Why Moving average in Tableau? - Purpose & Use Cases
Imagine you have daily sales data in a spreadsheet and want to understand the overall trend over time.
You try to calculate the average sales for every 7-day period manually by summing and dividing each week's data.
This means scrolling through rows, copying numbers, and doing repeated calculations.
This manual method is slow and boring.
You might make mistakes copying numbers or calculating averages.
It's hard to update if new data arrives or if you want a different time window.
Plus, spotting trends visually is difficult without a smooth line.

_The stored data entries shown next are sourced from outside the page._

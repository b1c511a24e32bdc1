//! Show command: print a draft's current text.

use clap::Args;
use codraft_core::{Draft, DraftId, DraftStore, Drafts, TextMetrics};
use owo_colors::OwoColorize;
use serde::Serialize;
use tracing::instrument;

use super::print_json;

/// Arguments for the `show` subcommand.
#[derive(Args, Debug)]
pub struct ShowArgs {
    /// Draft to show
    pub id: DraftId,

    /// Print only the text, without the header
    #[arg(long)]
    pub raw: bool,
}

#[derive(Serialize)]
struct Shown {
    #[serde(flatten)]
    draft: Draft,
    state: &'static str,
    text: String,
    metrics: TextMetrics,
}

/// Print the draft's newest snapshot.
#[instrument(name = "cmd_show", skip_all, fields(draft = %args.id))]
pub fn cmd_show<S: DraftStore>(
    args: ShowArgs,
    global_json: bool,
    drafts: &Drafts<S>,
) -> anyhow::Result<()> {
    let draft = drafts.draft(args.id)?;
    let text = drafts.current_text(args.id)?;

    if global_json {
        return print_json(&Shown {
            state: draft.state().as_str(),
            metrics: TextMetrics::of(&text),
            draft,
            text,
        });
    }

    if !args.raw {
        println!("{} {}", draft.title.bold(), format!("[{}]", draft.category).dimmed());
        println!(
            "{}: {}  {}: {}  {}: {}",
            "Limit".dimmed(),
            draft.limit,
            "State".dimmed(),
            draft.state().as_str(),
            "Creator".dimmed(),
            draft.creator
        );
        println!();
    }
    println!("{text}");
    Ok(())
}
//! Info command implementation

use clap::Args;
use codraft_core::config::{Config, ConfigSources};
use owo_colors::OwoColorize;
use serde::Serialize;
use tracing::{debug, instrument};

/// Arguments for the `info` subcommand.
#[derive(Args, Debug, Default)]
pub struct InfoArgs {}

#[derive(Serialize)]
struct PackageInfo {
    name: &'static str,
    version: &'static str,
    #[serde(skip_serializing_if = "str::is_empty")]
    description: &'static str,
    #[serde(skip_serializing_if = "str::is_empty")]
    repository: &'static str,
    #[serde(skip_serializing_if = "str::is_empty")]
    license: &'static str,
}

impl PackageInfo {
    const fn new() -> Self {
        Self {
            name: env!("CARGO_PKG_NAME"),
            version: env!("CARGO_PKG_VERSION"),
            description: env!("CARGO_PKG_DESCRIPTION"),
            repository: env!("CARGO_PKG_REPOSITORY"),
            license: env!("CARGO_PKG_LICENSE"),
        }
    }
}

#[derive(Serialize)]
struct ConfigInfo {
    #[serde(skip_serializing_if = "Option::is_none")]
    config_file: Option<String>,
    log_level: &'static str,
    #[serde(skip_serializing_if = "Option::is_none")]
    log_dir: Option<String>,
    #[serde(skip_serializing_if = "Option::is_none")]
    data_dir: Option<String>,
    #[serde(skip_serializing_if = "Option::is_none")]
    user: Option<String>,
    #[serde(skip_serializing_if = "Option::is_none")]
    max_input_bytes: Option<usize>,
    max_append_attempts: u32,
    #[serde(skip_serializing_if = "Option::is_none")]
    default_limit: Option<String>,
}

impl ConfigInfo {
    fn from_config(config: &Config, sources: &ConfigSources) -> Self {
        Self {
            config_file: sources.primary_file().map(ToString::to_string),
            log_level: config.log_level.as_str(),
            log_dir: config.log_dir.as_ref().map(ToString::to_string),
            data_dir: config.resolved_data_dir().map(|dir| dir.to_string()),
            user: config.user.clone(),
            max_input_bytes: config.input_limit(),
            max_append_attempts: config.append_attempts(),
            default_limit: config
                .default_limit
                .map(|limit| format!("{} {}", limit.quantity, limit.unit)),
        }
    }
}

#[derive(Serialize)]
struct FullInfo {
    #[serde(flatten)]
    package: PackageInfo,
    config: ConfigInfo,
}

/// Print package and effective configuration details.
#[instrument(name = "cmd_info", skip_all)]
pub fn cmd_info(
    _args: InfoArgs,
    global_json: bool,
    config: &Config,
    sources: &ConfigSources,
) -> anyhow::Result<()> {
    debug!(json_output = global_json, "executing info command");

    let info = FullInfo {
        package: PackageInfo::new(),
        config: ConfigInfo::from_config(config, sources),
    };

    if global_json {
        println!("{}", serde_json::to_string_pretty(&info)?);
        return Ok(());
    }

    let FullInfo { package, config } = info;
    println!("{} {}", package.name.bold(), package.version.green());
    if !package.description.is_empty() {
        println!("{}", package.description);
    }
    if !package.license.is_empty() {
        println!("{}: {}", "License".dimmed(), package.license);
    }
    if !package.repository.is_empty() {
        println!("{}: {}", "Repository".dimmed(), package.repository.cyan());
    }

    println!();
    println!("{}", "Configuration".bold().underline());
    match &config.config_file {
        Some(path) => println!("{}: {}", "Config file".dimmed(), path.cyan()),
        None => println!("{}: {}", "Config file".dimmed(), "none loaded".yellow()),
    }
    println!("{}: {}", "Log level".dimmed(), config.log_level);
    print_opt("Log directory", config.log_dir.as_ref());
    print_opt("Data directory", config.data_dir.as_ref());
    print_opt("User", config.user.as_ref());
    match config.max_input_bytes {
        Some(max) => println!("{}: {max} bytes", "Input limit".dimmed()),
        None => println!("{}: {}", "Input limit".dimmed(), "disabled".yellow()),
    }
    println!("{}: {}", "Append attempts".dimmed(), config.max_append_attempts);
    print_opt("Default limit", config.default_limit.as_ref());

    Ok(())
}

fn print_opt<T: std::fmt::Display>(label: &str, value: Option<&T>) {
    match value {
        Some(v) => println!("{}: {}", label.dimmed(), v),
        None => println!("{}: {}", label.dimmed(), "(not set)".dimmed()),
    }
}
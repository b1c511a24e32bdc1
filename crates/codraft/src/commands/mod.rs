//! Command implementations.
//!
//! Commands that touch drafts are generic over the store so they can be
//! exercised against [`MemoryStore`](codraft_core::MemoryStore) in tests; the
//! binary always hands them a [`FileStore`].

use std::io::Read;

use anyhow::{Context, bail};
use camino::{Utf8Path, Utf8PathBuf};
use clap::Args;
use codraft_core::{Config, Drafts, FileStore, UserId};

pub mod complete;
pub mod contribute;
pub mod history;
pub mod info;
pub mod list;
pub mod metrics;
pub mod new;
#[cfg(feature = "mcp")]
pub mod serve;
pub mod show;
pub mod verify;

/// Where a command reads its text from.
#[derive(Args, Debug, Default)]
pub struct TextInput {
    /// File holding the text, or `-` to read stdin
    #[arg(value_name = "FILE", required_unless_present = "text")]
    pub file: Option<Utf8PathBuf>,

    /// Give the text inline instead of in a file
    #[arg(long, conflicts_with = "file")]
    pub text: Option<String>,
}

impl TextInput {
    /// Read the text, enforcing the size limit.
    pub fn read(&self, max_bytes: Option<usize>) -> anyhow::Result<String> {
        match (&self.text, &self.file) {
            (Some(text), _) => {
                check_size("--text", text.len(), max_bytes)?;
                Ok(text.clone())
            }
            (None, Some(path)) if path.as_str() == "-" => read_stdin(max_bytes),
            (None, Some(path)) => read_input_file(path, max_bytes),
            (None, None) => bail!("no text given: pass a FILE, `-` for stdin, or --text"),
        }
    }
}

/// Read a file after checking its size against the configured limit.
pub fn read_input_file(path: &Utf8Path, max_bytes: Option<usize>) -> anyhow::Result<String> {
    let metadata =
        std::fs::metadata(path.as_std_path()).with_context(|| format!("failed to read {path}"))?;
    check_size(path.as_str(), usize::try_from(metadata.len()).unwrap_or(usize::MAX), max_bytes)?;

    std::fs::read_to_string(path.as_std_path()).with_context(|| format!("failed to read {path}"))
}

fn read_stdin(max_bytes: Option<usize>) -> anyhow::Result<String> {
    let mut text = String::new();
    let stdin = std::io::stdin().lock();
    match max_bytes {
        Some(max) => {
            let cap = u64::try_from(max).unwrap_or(u64::MAX).saturating_add(1);
            stdin
                .take(cap)
                .read_to_string(&mut text)
                .context("failed to read stdin")?;
            check_size("stdin", text.len(), max_bytes)?;
        }
        None => {
            let mut stdin = stdin;
            stdin
                .read_to_string(&mut text)
                .context("failed to read stdin")?;
        }
    }
    Ok(text)
}

fn check_size(source: &str, size: usize, max_bytes: Option<usize>) -> anyhow::Result<()> {
    if let Some(max) = max_bytes
        && size > max
    {
        bail!("input too large: {source} is {size} bytes (limit: {max} bytes)");
    }
    Ok(())
}

/// Open the file-backed draft store named by the configuration.
pub fn open_drafts(config: &Config) -> anyhow::Result<Drafts<FileStore>> {
    let Some(dir) = config.resolved_data_dir() else {
        bail!("no data directory: set `data_dir` in config or CODRAFT_DATA_DIR");
    };
    let store = FileStore::open(&dir).with_context(|| format!("failed to open drafts in {dir}"))?;
    tracing::debug!(data_dir = %dir, "draft store ready");
    Ok(Drafts::new(store).with_max_append_attempts(config.append_attempts()))
}

/// The user a command acts as: `--as`, else the configured `user`.
pub fn resolve_actor(flag: Option<&str>, config: &Config) -> Option<UserId> {
    flag.or(config.user.as_deref())
        .map(str::trim)
        .filter(|user| !user.is_empty())
        .map(UserId::from)
}

/// Fail unless an acting user is known.
pub fn require_actor(actor: Option<&UserId>) -> anyhow::Result<&UserId> {
    actor.context("no user given: pass --as USER or set CODRAFT_USER")
}

/// Print `value` as pretty JSON on stdout.
pub fn print_json<T: serde::Serialize>(value: &T) -> anyhow::Result<()> {
    println!("{}", serde_json::to_string_pretty(value)?);
    Ok(())
}

#[cfg(test)]
pub(crate) mod testing {
    use codraft_core::{DraftId, Drafts, LimitUnit, MemoryStore, NewDraft, UserId};

    pub(crate) fn drafts_with_one() -> (Drafts<MemoryStore>, DraftId, UserId) {
        let drafts = Drafts::new(MemoryStore::new());
        let ada = UserId::from("ada");
        let id = drafts
            .create_draft(
                &ada,
                NewDraft {
                    title: "The Cat".to_string(),
                    category: "fiction".to_string(),
                    unit: LimitUnit::Words,
                    quantity: 5,
                    initial_text: "The cat sat.".to_string(),
                },
            )
            .unwrap();
        (drafts, id, ada)
    }
}

#[cfg(test)]
mod tests {
    use super::*;
    use tempfile::TempDir;

    #[test]
    fn inline_text_respects_limit() {
        let input = TextInput {
            file: None,
            text: Some("The cat sat.".to_string()),
        };
        assert_eq!(input.read(None).unwrap(), "The cat sat.");
        let err = input.read(Some(4)).unwrap_err();
        assert!(err.to_string().contains("input too large"));
    }

    #[test]
    fn file_over_limit_is_refused_before_reading() {
        let tmp = TempDir::new().unwrap();
        let path = Utf8PathBuf::try_from(tmp.path().join("big.txt")).unwrap();
        std::fs::write(path.as_std_path(), "x".repeat(64)).unwrap();

        assert!(read_input_file(&path, Some(63)).is_err());
        assert_eq!(read_input_file(&path, Some(64)).unwrap().len(), 64);
        assert_eq!(read_input_file(&path, None).unwrap().len(), 64);
    }

    #[test]
    fn actor_flag_beats_config() {
        let config = Config {
            user: Some("from-config".to_string()),
            ..Config::default()
        };
        assert_eq!(resolve_actor(Some("bo"), &config), Some(UserId::from("bo")));
        assert_eq!(
            resolve_actor(None, &config),
            Some(UserId::from("from-config"))
        );
        assert_eq!(resolve_actor(Some("  "), &Config::default()), None);
        assert!(require_actor(None).is_err());
    }

    #[test]
    fn open_drafts_uses_configured_dir() {
        let tmp = TempDir::new().unwrap();
        let dir = Utf8PathBuf::try_from(tmp.path().to_path_buf()).unwrap();
        let config = Config {
            data_dir: Some(dir.clone()),
            ..Config::default()
        };
        let drafts = open_drafts(&config).unwrap();
        assert_eq!(drafts.store().dir(), dir.join("drafts"));
    }
}
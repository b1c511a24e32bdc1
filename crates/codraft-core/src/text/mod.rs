//! Text metrics.
//!
//! Pure counting functions used to measure how much a contribution adds.
//! Every function returns 0 for the empty string.

mod abbreviations;
mod sentences;

use regex::Regex;
use schemars::JsonSchema;
use serde::{Deserialize, Serialize};
use std::sync::LazyLock;

use crate::model::LimitUnit;

pub use sentences::split_sentences;

/// Maximal runs of Unicode word characters.
static WORD_PATTERN: LazyLock<Regex> = LazyLock::new(|| Regex::new(r"\w+").expect("valid regex"));

/// Count runs of word characters (letters, digits, marks, `_`).
///
/// Punctuation splits words: `don't` counts as two, `state-of-the-art` as four.
pub fn word_count(text: &str) -> usize {
    WORD_PATTERN.find_iter(text).count()
}

/// Count sentences using [`split_sentences`].
pub fn sentence_count(text: &str) -> usize {
    split_sentences(text).len()
}

/// Count lines that are not blank once trimmed.
pub fn paragraph_count(text: &str) -> usize {
    text.split('\n')
        .filter(|line| !line.trim().is_empty())
        .count()
}

/// Count lines, blank ones included.
///
/// `\n`, `\r\n` and a lone `\r` all end a line; a trailing line ending does
/// not start a new, empty line.
pub fn line_count(text: &str) -> usize {
    let mut lines = 0;
    let mut open = false;
    let mut chars = text.chars().peekable();

    while let Some(ch) = chars.next() {
        match ch {
            '\n' => {
                lines += 1;
                open = false;
            }
            '\r' => {
                chars.next_if_eq(&'\n');
                lines += 1;
                open = false;
            }
            _ => open = true,
        }
    }

    if open { lines + 1 } else { lines }
}

/// Measure `text` in the given unit.
pub fn measure(text: &str, unit: LimitUnit) -> usize {
    match unit {
        LimitUnit::Words => word_count(text),
        LimitUnit::Sentences => sentence_count(text),
        LimitUnit::Paragraphs => paragraph_count(text),
    }
}

/// All counts for a piece of text.
#[derive(Debug, Clone, Copy, PartialEq, Eq, Serialize, Deserialize, JsonSchema)]
pub struct TextMetrics {
    /// See [`word_count`].
    pub words: usize,
    /// See [`sentence_count`].
    pub sentences: usize,
    /// See [`paragraph_count`].
    pub paragraphs: usize,
    /// See [`line_count`].
    pub lines: usize,
}

impl TextMetrics {
    /// Compute every metric for `text`.
    #[tracing::instrument(level = "debug", skip_all, fields(text_len = text.len()))]
    pub fn of(text: &str) -> Self {
        Self {
            words: word_count(text),
            sentences: sentence_count(text),
            paragraphs: paragraph_count(text),
            lines: line_count(text),
        }
    }

    /// The count for one unit.
    pub const fn get(&self, unit: LimitUnit) -> usize {
        match unit {
            LimitUnit::Words => self.words,
            LimitUnit::Sentences => self.sentences,
            LimitUnit::Paragraphs => self.paragraphs,
        }
    }
}
//! Draft history storage.
//!
//! A store keeps, per draft, the draft record and its append-only log of
//! contributions. The current text is never stored on its own: it is the
//! snapshot of the newest contribution.
//!
//! Writers are serialized per draft by compare-and-swap: [`DraftStore::append`]
//! names the contribution the caller validated against and fails with
//! [`StoreError::HeadMoved`] if anything was appended since. Completion goes
//! through the same per-draft critical section, so no append can land after
//! a completion commits.

mod file;
mod memory;

pub use file::FileStore;
pub use memory::MemoryStore;

use chrono::Utc;
use serde::{Deserialize, Serialize};

use crate::error::{StoreError, StoreResult};
use crate::model::{Contribution, ContributionId, Draft, DraftId, UserId};

/// Persistence for drafts and their contribution logs.
pub trait DraftStore: Send + Sync {
    /// Record a new draft together with its seed contribution, written by
    /// the draft's creator.
    fn insert_draft(&self, draft: Draft, seed_text: String) -> StoreResult<Contribution>;

    /// Look up a draft.
    fn draft(&self, id: DraftId) -> StoreResult<Draft>;

    /// Every draft, newest first.
    fn drafts(&self) -> StoreResult<Vec<Draft>>;

    /// The newest contribution, if any.
    fn head(&self, id: DraftId) -> StoreResult<Option<Contribution>>;

    /// Append a snapshot if `expected_head` is still the newest contribution
    /// and the draft is open.
    fn append(
        &self,
        id: DraftId,
        expected_head: Option<ContributionId>,
        author: UserId,
        text: String,
    ) -> StoreResult<Contribution>;

    /// Mark a draft completed. Fails if it already is.
    fn complete(&self, id: DraftId) -> StoreResult<Draft>;

    /// All contributions, newest first.
    fn history(&self, id: DraftId) -> StoreResult<Vec<Contribution>>;

    /// Snapshot of the newest contribution, or `""` for an empty log.
    fn current_text(&self, id: DraftId) -> StoreResult<String> {
        Ok(self.head(id)?.map(|c| c.text).unwrap_or_default())
    }
}

/// A draft and its contributions, oldest first.
///
/// This is both the in-memory record and the on-disk document format.
#[derive(Debug, Clone, Serialize, Deserialize)]
pub(crate) struct DraftLog {
    pub(crate) draft: Draft,
    pub(crate) contributions: Vec<Contribution>,
}

impl DraftLog {
    pub(crate) fn new(draft: Draft, seed_text: String) -> Self {
        let author = draft.creator.clone();
        let mut log = Self {
            draft,
            contributions: Vec::new(),
        };
        log.push(author, seed_text);
        log
    }

    pub(crate) fn head(&self) -> Option<&Contribution> {
        self.contributions.last()
    }

    pub(crate) fn append(
        &mut self,
        expected_head: Option<ContributionId>,
        author: UserId,
        text: String,
    ) -> StoreResult<Contribution> {
        if self.draft.completed {
            return Err(StoreError::Closed(self.draft.id));
        }
        if self.head().map(|c| c.id) != expected_head {
            return Err(StoreError::HeadMoved {
                draft: self.draft.id,
            });
        }
        Ok(self.push(author, text))
    }

    pub(crate) fn complete(&mut self) -> StoreResult<Draft> {
        if self.draft.completed {
            return Err(StoreError::AlreadyCompleted(self.draft.id));
        }
        self.draft.completed = true;
        Ok(self.draft.clone())
    }

    pub(crate) fn history(&self) -> Vec<Contribution> {
        self.contributions.iter().rev().cloned().collect()
    }

    fn push(&mut self, author: UserId, text: String) -> Contribution {
        // Keep timestamp order identical to insertion order even if the
        // wall clock steps backwards.
        let now = Utc::now();
        let timestamp = self.head().map_or(now, |prev| prev.timestamp.max(now));
        let contribution = Contribution {
            id: ContributionId::new(),
            draft: self.draft.id,
            author,
            text,
            timestamp,
            seq: self.contributions.len() as u64,
        };
        self.contributions.push(contribution.clone());
        contribution
    }
}

/// Newest first; ties broken by id, which is time ordered.
pub(crate) fn sort_newest_first(drafts: &mut [Draft]) {
    drafts.sort_by(|a, b| b.created_at.cmp(&a.created_at).then_with(|| b.id.cmp(&a.id)));
}
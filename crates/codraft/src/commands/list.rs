//! List and mine commands: browse drafts.

use clap::Args;
use codraft_core::{Draft, DraftState, DraftStore, Drafts, UserId};
use owo_colors::OwoColorize;
use tracing::instrument;

use super::{print_json, require_actor};

/// Arguments for the `list` subcommand.
#[derive(Args, Debug, Default)]
pub struct ListArgs {
    /// Only show drafts still accepting contributions
    #[arg(long)]
    pub open: bool,
}

/// Arguments for the `mine` subcommand.
#[derive(Args, Debug, Default)]
pub struct MineArgs {}

/// List every draft, newest first.
#[instrument(name = "cmd_list", skip_all)]
pub fn cmd_list<S: DraftStore>(
    args: ListArgs,
    global_json: bool,
    drafts: &Drafts<S>,
) -> anyhow::Result<()> {
    let mut listed = drafts.list_drafts()?;
    if args.open {
        listed.retain(|d| d.state() == DraftState::Open);
    }

    if global_json {
        return print_json(&listed);
    }
    if listed.is_empty() {
        println!("{}", "No drafts yet.".dimmed());
    }
    for draft in &listed {
        print_row(draft);
    }
    Ok(())
}

/// List drafts `actor` created, then drafts they contributed to.
#[instrument(name = "cmd_mine", skip_all)]
pub fn cmd_mine<S: DraftStore>(
    _args: MineArgs,
    global_json: bool,
    drafts: &Drafts<S>,
    actor: Option<&UserId>,
) -> anyhow::Result<()> {
    let user = require_actor(actor)?;
    let mine = drafts.drafts_for_user(user)?;

    if global_json {
        return print_json(&mine);
    }

    for (heading, group) in [("Created", &mine.created), ("Contributed to", &mine.contributed)] {
        println!("{}", heading.bold().underline());
        if group.is_empty() {
            println!("  {}", "(none)".dimmed());
        }
        for draft in group {
            print!("  ");
            print_row(draft);
        }
    }
    Ok(())
}

fn print_row(draft: &Draft) {
    let state = match draft.state() {
        DraftState::Open => "open".green().to_string(),
        DraftState::Completed => "completed".yellow().to_string(),
    };
    println!(
        "{}  {}  {}  {}  {}",
        draft.id.dimmed(),
        draft.title.bold(),
        format!("[{}]", draft.category).dimmed(),
        draft.limit,
        state
    );
}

Moving average automatically calculates the average of a set number of past data points for each day.
It smooths out daily ups and downs to show clear trends.
Tableau does this with a simple drag-and-drop or a quick formula, updating instantly as data changes.
Sum last 7 days sales / 7 for each day (done manually in Excel)
WINDOW_AVG(SUM([Sales]), -6, 0) // Tableau moving average formula
Moving average lets you quickly see meaningful trends and patterns in noisy data, helping you make smarter decisions.
A store manager uses moving average to track weekly sales trends, ignoring daily spikes from promotions or holidays, to plan inventory better.
Manual averaging is slow and error-prone.
Moving average smooths data to reveal trends.
Tableau automates this with easy formulas and visuals.